Lesson 2: Help with Communication

Like I said, Mom used PictoChat to have a conversation with me, and PictoChat was cited by her to have helped me with my communication disorder.

When I was young, I was reading bilingually at 3rd grade level, but my articulation and word retrieval was very much compromised. Speaking was difficult for me, and it still is. But Mom, using PictoChat and its writing system, allowed for me to form complete sentences. Not only that, but it allowed for me to improve my verbal articulation and my ability to form sentences easily.

I do remember Mom still trying to do so a lot later, during the time when I lost my stylus, and thus I would try to find some kind of alternative that worked the same as the stylus.
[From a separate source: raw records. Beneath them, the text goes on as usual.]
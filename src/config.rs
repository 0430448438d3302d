use figment::{
    Figment,
    providers::{Env, Format, Serialized, Toml},
};
use serde::{Deserialize, Serialize};
use std::sync::LazyLock;
use std::time::Duration;
use url::Url;

use crate::error::AnidexError;

pub const DEFAULT_CONFIG_FILE: &str = "anidex.toml";

/// Process-wide configuration, resolved once on first access.
pub static CONFIG: LazyLock<Config> =
    LazyLock::new(|| Config::load().expect("FATAL: invalid anidex configuration"));

#[derive(Debug, Clone, Default, Deserialize, Serialize)]
#[serde(default)]
pub struct Config {
    pub basic: BasicConfig,
    pub database: DatabaseConfig,
    pub upstream: UpstreamConfig,
    pub cache: CacheConfig,
    pub retry: RetryConfig,
}

#[derive(Debug, Clone, Deserialize, Serialize)]
#[serde(default)]
pub struct BasicConfig {
    pub listen_addr: String,
    pub loglevel: String,
    /// Key guarding the `/admin` routes. Empty disables them.
    pub admin_key: String,
    /// Browser origins allowed by CORS. Empty means any origin.
    pub cors_origins: Vec<String>,
}

impl Default for BasicConfig {
    fn default() -> Self {
        Self {
            listen_addr: "0.0.0.0:8000".to_string(),
            loglevel: "info".to_string(),
            admin_key: String::new(),
            cors_origins: Vec::new(),
        }
    }
}

#[derive(Debug, Clone, Deserialize, Serialize)]
#[serde(default)]
pub struct DatabaseConfig {
    pub url: String,
    pub max_connections: u32,
}

impl Default for DatabaseConfig {
    fn default() -> Self {
        Self {
            url: "sqlite:anidex.db".to_string(),
            max_connections: 4,
        }
    }
}

#[derive(Debug, Clone, Deserialize, Serialize)]
#[serde(default)]
pub struct UpstreamConfig {
    /// Anime metadata API (Jikan v4). Must end with a slash.
    pub jikan_base_url: Url,
    /// Application backend (users, lists, votes, topics).
    pub backend_base_url: Url,
    pub proxy: Option<Url>,
    pub user_agent: String,
    pub connect_timeout_secs: u64,
    pub request_timeout_secs: u64,
    /// Outbound throttle for the metadata API.
    pub jikan_requests_per_second: u32,
}

impl Default for UpstreamConfig {
    fn default() -> Self {
        Self {
            jikan_base_url: Url::parse("https://api.jikan.moe/v4/").expect("valid default url"),
            backend_base_url: Url::parse("http://localhost:5000/").expect("valid default url"),
            proxy: None,
            user_agent: "anidex/0.1".to_string(),
            connect_timeout_secs: 5,
            request_timeout_secs: 15,
            jikan_requests_per_second: 3,
        }
    }
}

#[derive(Debug, Clone, Deserialize, Serialize)]
#[serde(default)]
pub struct CacheConfig {
    pub ttl_secs: u64,
    /// Once the stored total exceeds this, the oldest entries are evicted.
    pub soft_limit_bytes: u64,
    pub evict_fraction: f64,
}

impl Default for CacheConfig {
    fn default() -> Self {
        Self {
            ttl_secs: 24 * 60 * 60,
            soft_limit_bytes: 4 * 1024 * 1024,
            evict_fraction: 0.25,
        }
    }
}

impl CacheConfig {
    pub fn ttl(&self) -> Duration {
        Duration::from_secs(self.ttl_secs)
    }
}

#[derive(Debug, Clone, Deserialize, Serialize)]
#[serde(default)]
pub struct RetryConfig {
    /// Retries after the first rate-limited attempt.
    pub max_retries: usize,
    /// Delay used when the upstream sends no usable `Retry-After`.
    pub default_retry_after_ms: u64,
    pub max_retry_after_ms: u64,
    pub random_pick_retries: usize,
    pub random_pick_delay_ms: u64,
    pub random_pick_timeout_secs: u64,
}

impl Default for RetryConfig {
    fn default() -> Self {
        Self {
            max_retries: 3,
            default_retry_after_ms: 3_000,
            max_retry_after_ms: 60_000,
            random_pick_retries: 3,
            random_pick_delay_ms: 2_000,
            random_pick_timeout_secs: 5,
        }
    }
}

impl RetryConfig {
    pub fn default_retry_after(&self) -> Duration {
        Duration::from_millis(self.default_retry_after_ms)
    }

    pub fn max_retry_after(&self) -> Duration {
        Duration::from_millis(self.max_retry_after_ms)
    }
}

impl Config {
    /// Defaults, then `anidex.toml` (or `$ANIDEX_CONFIG`), then `ANIDEX_*` env vars.
    pub fn load() -> Result<Self, AnidexError> {
        let path = std::env::var("ANIDEX_CONFIG").unwrap_or_else(|_| DEFAULT_CONFIG_FILE.into());
        Self::figment(&path).extract().map_err(Into::into)
    }

    pub fn figment(path: &str) -> Figment {
        Figment::from(Serialized::defaults(Config::default()))
            .merge(Toml::file(path))
            .merge(Env::prefixed("ANIDEX_").split("__"))
    }
}

#[cfg(test)]
mod tests {
    use super::*;
    use figment::Jail;

    #[test]
    fn defaults_match_cache_and_retry_contract() {
        let cfg = Config::default();
        assert_eq!(cfg.cache.soft_limit_bytes, 4 * 1024 * 1024);
        assert_eq!(cfg.cache.ttl(), Duration::from_secs(86_400));
        assert_eq!(cfg.retry.max_retries, 3);
        assert!(cfg.basic.admin_key.is_empty());
        assert_eq!(cfg.retry.default_retry_after(), Duration::from_secs(3));
        assert_eq!(cfg.upstream.jikan_base_url.as_str(), "https://api.jikan.moe/v4/");
    }

    #[test]
    fn file_and_env_layers_override_defaults() {
        Jail::expect_with(|jail| {
            jail.create_file(
                "anidex.toml",
                r#"
                [basic]
                admin_key = "from-file"

                [cache]
                ttl_secs = 60
                "#,
            )?;
            jail.set_env("ANIDEX_CACHE__TTL_SECS", "120");
            jail.set_env("ANIDEX_RETRY__MAX_RETRIES", "5");

            let cfg: Config = Config::figment("anidex.toml").extract()?;
            assert_eq!(cfg.basic.admin_key, "from-file");
            assert_eq!(cfg.cache.ttl_secs, 120);
            assert_eq!(cfg.retry.max_retries, 5);
            assert_eq!(cfg.cache.evict_fraction, 0.25);
            Ok(())
        });
    }
}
But, of course, Mom would let me have her DS and I finally got a stylus, which I still use to this day.

Lesson 3: The Homebrew Community

Now, this would happen a lot later on, but for me, homebrew was a big part of my childhood. Not doing it, but watching it in action. I would witness it’s use on the Wii with The Homebrew Channel and the many USB Loaders made for the Wii like GX and Configurable. But seeing what homebrew community can do, as well as seeing what it has to offer to make the Nintendo DS do so many things, allowed for me to tap into the powers that can be used with the DS’ hardware and software capabilities, as well as the capabilities of the R4 cart and make my Nintendo DS into a purposeful device that can often do more than play video games.

Two good examples are the installation of drawing programs and emulation. With drawing programs, I installed Colors!, a painting program that utilised a color wheel and some customisable brushes. It’s a pretty good drawing program for the DS, so much so it would evolve to being ported to the iPhone, 3DS, and the Switch as Colors Live. I also got Animanatee, which allowed me to brush up on my animation skills. Here are a couple I managed to export.
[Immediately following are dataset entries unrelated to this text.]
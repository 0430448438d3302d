use crate::api::backend_api::ListKind;
use crate::api::{BackendApi, JikanApi};
use crate::error::AnidexError;
use crate::types::community::ListEntry;
use chrono::Utc;
use serde::{Deserialize, Serialize};
use tracing::{info, warn};

#[derive(Debug, Clone, Serialize, Deserialize)]
pub struct AddOutcome {
    /// False when the backend stored nothing (already on the list).
    pub added: bool,
    pub entry: ListEntry,
}

/// Per-user wishlist and watchlist, stored by the backend.
#[derive(Clone)]
pub struct ListService {
    backend: BackendApi,
    jikan: JikanApi,
}

impl ListService {
    pub fn new(backend: BackendApi, jikan: JikanApi) -> Self {
        Self { backend, jikan }
    }

    pub async fn list(&self, kind: ListKind, email: &str) -> Result<Vec<ListEntry>, AnidexError> {
        self.backend.list_entries(kind, email).await
    }

    pub async fn add_to_wishlist(&self, anime_id: u64, email: &str) -> Result<AddOutcome, AnidexError> {
        let anime = self.jikan.anime(anime_id).await?;
        let entry = ListEntry::from_anime(&anime, email, Utc::now());
        let reply = self.backend.add_entry(ListKind::Wishlist, &entry).await?;
        let added = reply.inserted();
        if added {
            info!(anime_id, user = email, "added to wishlist");
        } else {
            info!(anime_id, user = email, "already in wishlist");
        }
        Ok(AddOutcome { added, entry })
    }

    pub async fn remove(&self, kind: ListKind, entry_id: &str) -> Result<(), AnidexError> {
        self.backend.delete_entry(kind, entry_id).await?;
        Ok(())
    }

    /// Copy a wishlist entry into the watchlist, then drop it from the wishlist.
    pub async fn mark_watched(&self, entry_id: &str, email: &str) -> Result<ListEntry, AnidexError> {
        let wishlist = self.backend.list_entries(ListKind::Wishlist, email).await?;
        let entry = wishlist
            .into_iter()
            .find(|e| e.id.as_deref() == Some(entry_id))
            .ok_or_else(|| AnidexError::EntryNotFound(format!("wishlist entry {entry_id}")))?;

        let watched = entry.moved(Utc::now());
        let reply = self.backend.add_entry(ListKind::Watchlist, &watched).await?;
        if !reply.inserted() {
            warn!(entry_id, user = email, "watchlist reported no insert; removing from wishlist anyway");
        }
        self.backend.delete_entry(ListKind::Wishlist, entry_id).await?;
        info!(entry_id, anime_id = watched.anime_id, user = email, "moved to watchlist");
        Ok(watched)
    }
}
I did try other apps as well, such as FlickBook and a personal organiser application. I even tried seeing if they could record my voice, but they always did it in a limited sound bite and the quality wasn’t like Electroplankton(trust me, that might as well be the only way to record your voice without it sounding awful.)

As for homebrew games, the only one that I could find (for now) and that I actually managed to get running enjoyably is Fireworlds, a puzzle-platformer that utilises shapes and particle systems to make the levels.
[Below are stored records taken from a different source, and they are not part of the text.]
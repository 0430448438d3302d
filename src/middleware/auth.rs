use axum::extract::{FromRef, FromRequestParts};
use axum::http::{HeaderMap, request::Parts};
use std::sync::Arc;
use subtle::ConstantTimeEq;

use crate::error::AnidexError;

pub const ADMIN_KEY_HEADER: &str = "x-admin-key";
pub const USER_EMAIL_HEADER: &str = "x-user-email";
pub const USER_ID_HEADER: &str = "x-user-id";

/// Admin key the `/admin` routes are checked against.
#[derive(Debug, Clone)]
pub struct AdminKey(pub Arc<str>);

/// Accepts either:
/// - Header: `x-admin-key: ...`
/// - Header: `Authorization: Bearer ...`
///
/// An empty configured key rejects every request.
pub fn ensure_admin(headers: &HeaderMap, expected: &str) -> Result<(), AnidexError> {
    if expected.is_empty() {
        return Err(AnidexError::Unauthorized);
    }
    let matches = |candidate: &str| bool::from(candidate.as_bytes().ct_eq(expected.as_bytes()));

    if let Some(hv) = headers.get(ADMIN_KEY_HEADER).and_then(|v| v.to_str().ok())
        && matches(hv.trim())
    {
        return Ok(());
    }

    if let Some(auth) = headers.get("authorization").and_then(|v| v.to_str().ok()) {
        let auth = auth.trim();
        if let Some(token) = auth
            .strip_prefix("Bearer ")
            .or_else(|| auth.strip_prefix("bearer "))
            && matches(token.trim())
        {
            return Ok(());
        }
    }

    Err(AnidexError::Unauthorized)
}

#[derive(Debug, Clone, Copy)]
pub struct RequireAdmin;

impl<S> FromRequestParts<S> for RequireAdmin
where
    S: Send + Sync,
    AdminKey: FromRef<S>,
{
    type Rejection = AnidexError;

    async fn from_request_parts(parts: &mut Parts, state: &S) -> Result<Self, Self::Rejection> {
        let AdminKey(expected) = AdminKey::from_ref(state);
        ensure_admin(&parts.headers, &expected)?;
        Ok(Self)
    }
}

/// The signed-in user, as forwarded by the browser session.
#[derive(Debug, Clone, PartialEq, Eq)]
pub struct RequireUser {
    pub email: String,
    /// Identity-provider uid; falls back to the email when absent.
    pub uid: String,
}

impl<S> FromRequestParts<S> for RequireUser
where
    S: Send + Sync,
{
    type Rejection = AnidexError;

    async fn from_request_parts(parts: &mut Parts, _state: &S) -> Result<Self, Self::Rejection> {
        let header = |name: &str| {
            parts
                .headers
                .get(name)
                .and_then(|v| v.to_str().ok())
                .map(str::trim)
                .filter(|v| !v.is_empty())
                .map(str::to_string)
        };
        let email = header(USER_EMAIL_HEADER).ok_or(AnidexError::LoginRequired)?;
        let uid = header(USER_ID_HEADER).unwrap_or_else(|| email.clone());
        Ok(Self { email, uid })
    }
}

/// Like [`RequireUser`] but never rejects; anonymous callers get `None`.
#[derive(Debug, Clone)]
pub struct MaybeUser(pub Option<RequireUser>);

impl<S> FromRequestParts<S> for MaybeUser
where
    S: Send + Sync,
{
    type Rejection = std::convert::Infallible;

    async fn from_request_parts(parts: &mut Parts, state: &S) -> Result<Self, Self::Rejection> {
        Ok(Self(RequireUser::from_request_parts(parts, state).await.ok()))
    }
}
Needless to say, I had fun with these, even with how crude and sometimes outdated they were. Animanatee and Colors! in particular allowed me to create animations and doodle wherever I was, which allowed me to spill my thoughts out without having to waste paper.

Conclusion

I have had my DS for about 14 years, and now, I am planning on getting my first smartphone on my own, since I need it for transportation like Uber, Google Maps, and other apps that can help make things a bit easier since we are becoming more reliant on our smartphones. For a while, I have been using flip phones, cheapo MP3 players, and a digital camera for everything and now, I have it all in one device. Games, music, pictures, and so much more.

But I think that using separate devices for separate tasks, as well as having to deal with how clunky and old-fashioned they can be, is somewhat of a discipline for me. Waiting for a song to download, trying to take a picture without glare, dealing with something that you cannot update or improving yourself to finally get past it so you can never deal with it again.

That last one was what the DS helped me do, improve myself so I can stop dealing with things that I didn’t want to do anymore. The progressiveness of games like Drawn to Life, Mario and Luigi, Pokemon, New Super Mario Bros. and Phoenix Wright allowed for me to move forward, just like how I live my life. I quit my job at McDonald’s to move on to another, less stressful job. I lost connections and formed new ones. You can always start a new life from a clean slate…. or just save and hit the power button off when things don’t go as you planned and then turn it on to try again.